また、5W1Hのフレームワークを使って具体的に掘り下げていくことも有効です。
構造化面接にこだわりすぎない
あらかじめ用意した評価基準や質問を使い、自社に合う人材かどうかを確認することはたしかに大切です。ただ、質問をするなかで、以下のように気になる点や違和感が出てきた場合は、オリジナルの質問で気になる内容を掘り下げ、再確認することも一つになります。
- 自社への志望度がそう高くないのではないか?
- キャリア志向が高すぎるため、自社への定着は難しいのではないか?
- 自社の営業部への入社を希望しているが、本人の持つ適性ならカスタマーサポートのほうが向いているのではないか? など
構造化面接の質問例
最後に、構造化面接の質問例を紹介します。初めて構造化面接を導入する場合、以下内容を参考にしていただけると幸いです。
エピソードを深掘りするSTAR面接
STAR面接は、構造化面接でよく使われるパターンの一つです。具体的には、以下の質問項目を使い、求職者の過去の行動や経験を掘り下げます。
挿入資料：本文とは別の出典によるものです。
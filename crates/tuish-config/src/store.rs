//! Persistence of the configuration file
//!
//! # Storage Location
//!
//! The configuration lives at `<config dir>/tuish/cnfg.json`, where the
//! config dir comes from [`dirs::config_dir`] (`~/.config` on Linux).
//!
//! # File Format
//!
//! ```json
//! {
//!   "aliases": {
//!     "Example Shell": { "command": "echo 'hi'", "keybind": "e" }
//!   },
//!   "default-shell": "/bin/bash"
//! }
//! ```
//!
//! Saves go through a temporary file in the same directory that is renamed
//! over the target, so a failed write leaves the previous file untouched.

use std::fs;
use std::io::{self, Write};
use std::path::{Path, PathBuf};

use tempfile::NamedTempFile;
use tracing::{debug, info};

use crate::error::{ConfigError, Result};
use crate::types::Configuration;

/// Directory name under the platform config dir
const APP_DIR: &str = "tuish";
/// Configuration file name
const CONFIG_FILE: &str = "cnfg.json";

/// Load/save seam for the configuration
pub trait ConfigStore {
    /// Load the configuration; `ConfigError::NotFound` on first run
    fn load(&self) -> Result<Configuration>;

    /// Persist the configuration, replacing the previous one atomically
    fn save(&self, config: &Configuration) -> Result<()>;
}

impl<S: ConfigStore + ?Sized> ConfigStore for &S {
    fn load(&self) -> Result<Configuration> {
        (**self).load()
    }

    fn save(&self, config: &Configuration) -> Result<()> {
        (**self).save(config)
    }
}

impl<S: ConfigStore + ?Sized> ConfigStore for Box<S> {
    fn load(&self) -> Result<Configuration> {
        (**self).load()
    }

    fn save(&self, config: &Configuration) -> Result<()> {
        (**self).save(config)
    }
}

/// JSON file backed store
#[derive(Debug, Clone)]
pub struct FileConfigStore {
    path: PathBuf,
}

impl FileConfigStore {
    /// Create a store for the given file path
    pub fn new(path: impl Into<PathBuf>) -> Self {
        Self { path: path.into() }
    }

    /// Get default config path
    pub fn default_path() -> PathBuf {
        Self::default_dir().join(CONFIG_FILE)
    }

    /// Per-user tuish directory, holding the config file and the log
    pub fn default_dir() -> PathBuf {
        dirs::config_dir()
            .unwrap_or_else(|| PathBuf::from("."))
            .join(APP_DIR)
    }

    /// Path of the configuration file
    pub fn path(&self) -> &Path {
        &self.path
    }

    fn parent_dir(&self) -> &Path {
        match self.path.parent() {
            Some(parent) if !parent.as_os_str().is_empty() => parent,
            _ => Path::new("."),
        }
    }
}

impl ConfigStore for FileConfigStore {
    fn load(&self) -> Result<Configuration> {
        let content = match fs::read_to_string(&self.path) {
            Ok(content) => content,
            Err(e) if e.kind() == io::ErrorKind::NotFound => {
                return Err(ConfigError::NotFound(self.path.clone()));
            }
            Err(e) => return Err(ConfigError::Io(e)),
        };

        let config: Configuration = serde_json::from_str(&content).map_err(|e| {
            ConfigError::Parse(format!("{}: {}", self.path.display(), e))
        })?;
        config.validate()?;

        debug!(
            path = %self.path.display(),
            aliases = config.aliases.len(),
            "Configuration loaded"
        );
        Ok(config)
    }

    fn save(&self, config: &Configuration) -> Result<()> {
        config.validate()?;

        let mut json = serde_json::to_string_pretty(config)
            .map_err(|e| ConfigError::Serialization(e.to_string()))?;
        json.push('\n');

        let dir = self.parent_dir();
        fs::create_dir_all(dir)?;

        let mut tmp = NamedTempFile::new_in(dir)?;
        tmp.write_all(json.as_bytes())?;
        tmp.as_file().sync_all()?;
        tmp.persist(&self.path).map_err(|e| ConfigError::Io(e.error))?;

        info!(
            path = %self.path.display(),
            aliases = config.aliases.len(),
            "Configuration saved"
        );
        Ok(())
    }
}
- S(Situation):具体的な経緯、状況、外部環境、立場など
- T(Task):与えられていた目標、責任など
- A(Action):課題解決(目標達成)のために行なった意思決定、行動など
- R(Result):結果、課題解決のプロセスで学んだことなど
STAR面接のフレームワークを使うと、たとえば、以下のような質問をすることになります。
- 前職の開発チームで最も困難だったことは何ですか?
- おっしゃったのはどういう状況ですか?
- Aさんはチーム内でどのような立場でしたか?(S)
- チームで達成すべき目標は何だったのですか(T)
- Aさんはどのような行動をとったんですか?(A)
- どのようなプロセスで実行する施策を決めたのですか?(A)
- 決めた過程でチームメンバーとどう関わりました?(A)
- どのような結果になりましたか?(R)
- もし、もう一度あのときに戻ったなら、どう取り組みますか?(R)
- 取り組んだ経験から何を学びましたか?(R)
上記は少しざっくりとした質問ですが、それぞれの質問への回答をより深掘りしていくような流れです。
ケーススタディー面接
ケーススタディー面接とは、出されたお題に関する解決方法などを考えてもらい、論理的思考力や主体性、課題解決力などを見極めるものです。ケース面接とも呼ばれています。たとえば、以下のようなお題がケース面接にあたります。
開発チームにトラブルがあり、品質低下・納期遅れ・メンバーの離脱が生じています。Aさんなら、どのように解決に取り組みますか?おっしゃるように取り組む理由は何でしょうか?
Aさんの最初の仕事は、商品Bを1,000個売ることです。しかし、新人のAさんには、営業や販売に関する知識がまだありません。商品Bを売るために、まず、何から始めますか。○○から始める理由も教えてください。
まとめ
構造化面接は、事前に用意した評価基準と質問項目に沿って面接を進める手法です。構造化面接を行なうと、以下の効果・メリットを得やすくなります。
- 求職者を公平に評価できる
- 選考のミスマッチを防げる
- 面接官によるばらつきを減らせる
構造化面接を導入する場合、以下の流れで準備を進めていきましょう。
- 評価項目や評価基準を定める
- 質問項目を設計する
- 面接官にレクチャーする
上記の流れで作成した評価項目・評価基準・質問は、自社の状況や採用効果などを見ながら、定期的に見直しブラッシュアップしていく必要があります。また、構造化面接は人材の見極めに有効な方法となりますが、面接中に違和感や気になることがあった場合は、構造化面接にこだわりすぎないことも大切です。
実際に構造化面接を行なう際には、記事で紹介したSTAR面接やケーススタディー面接の質問例も参考にしてください。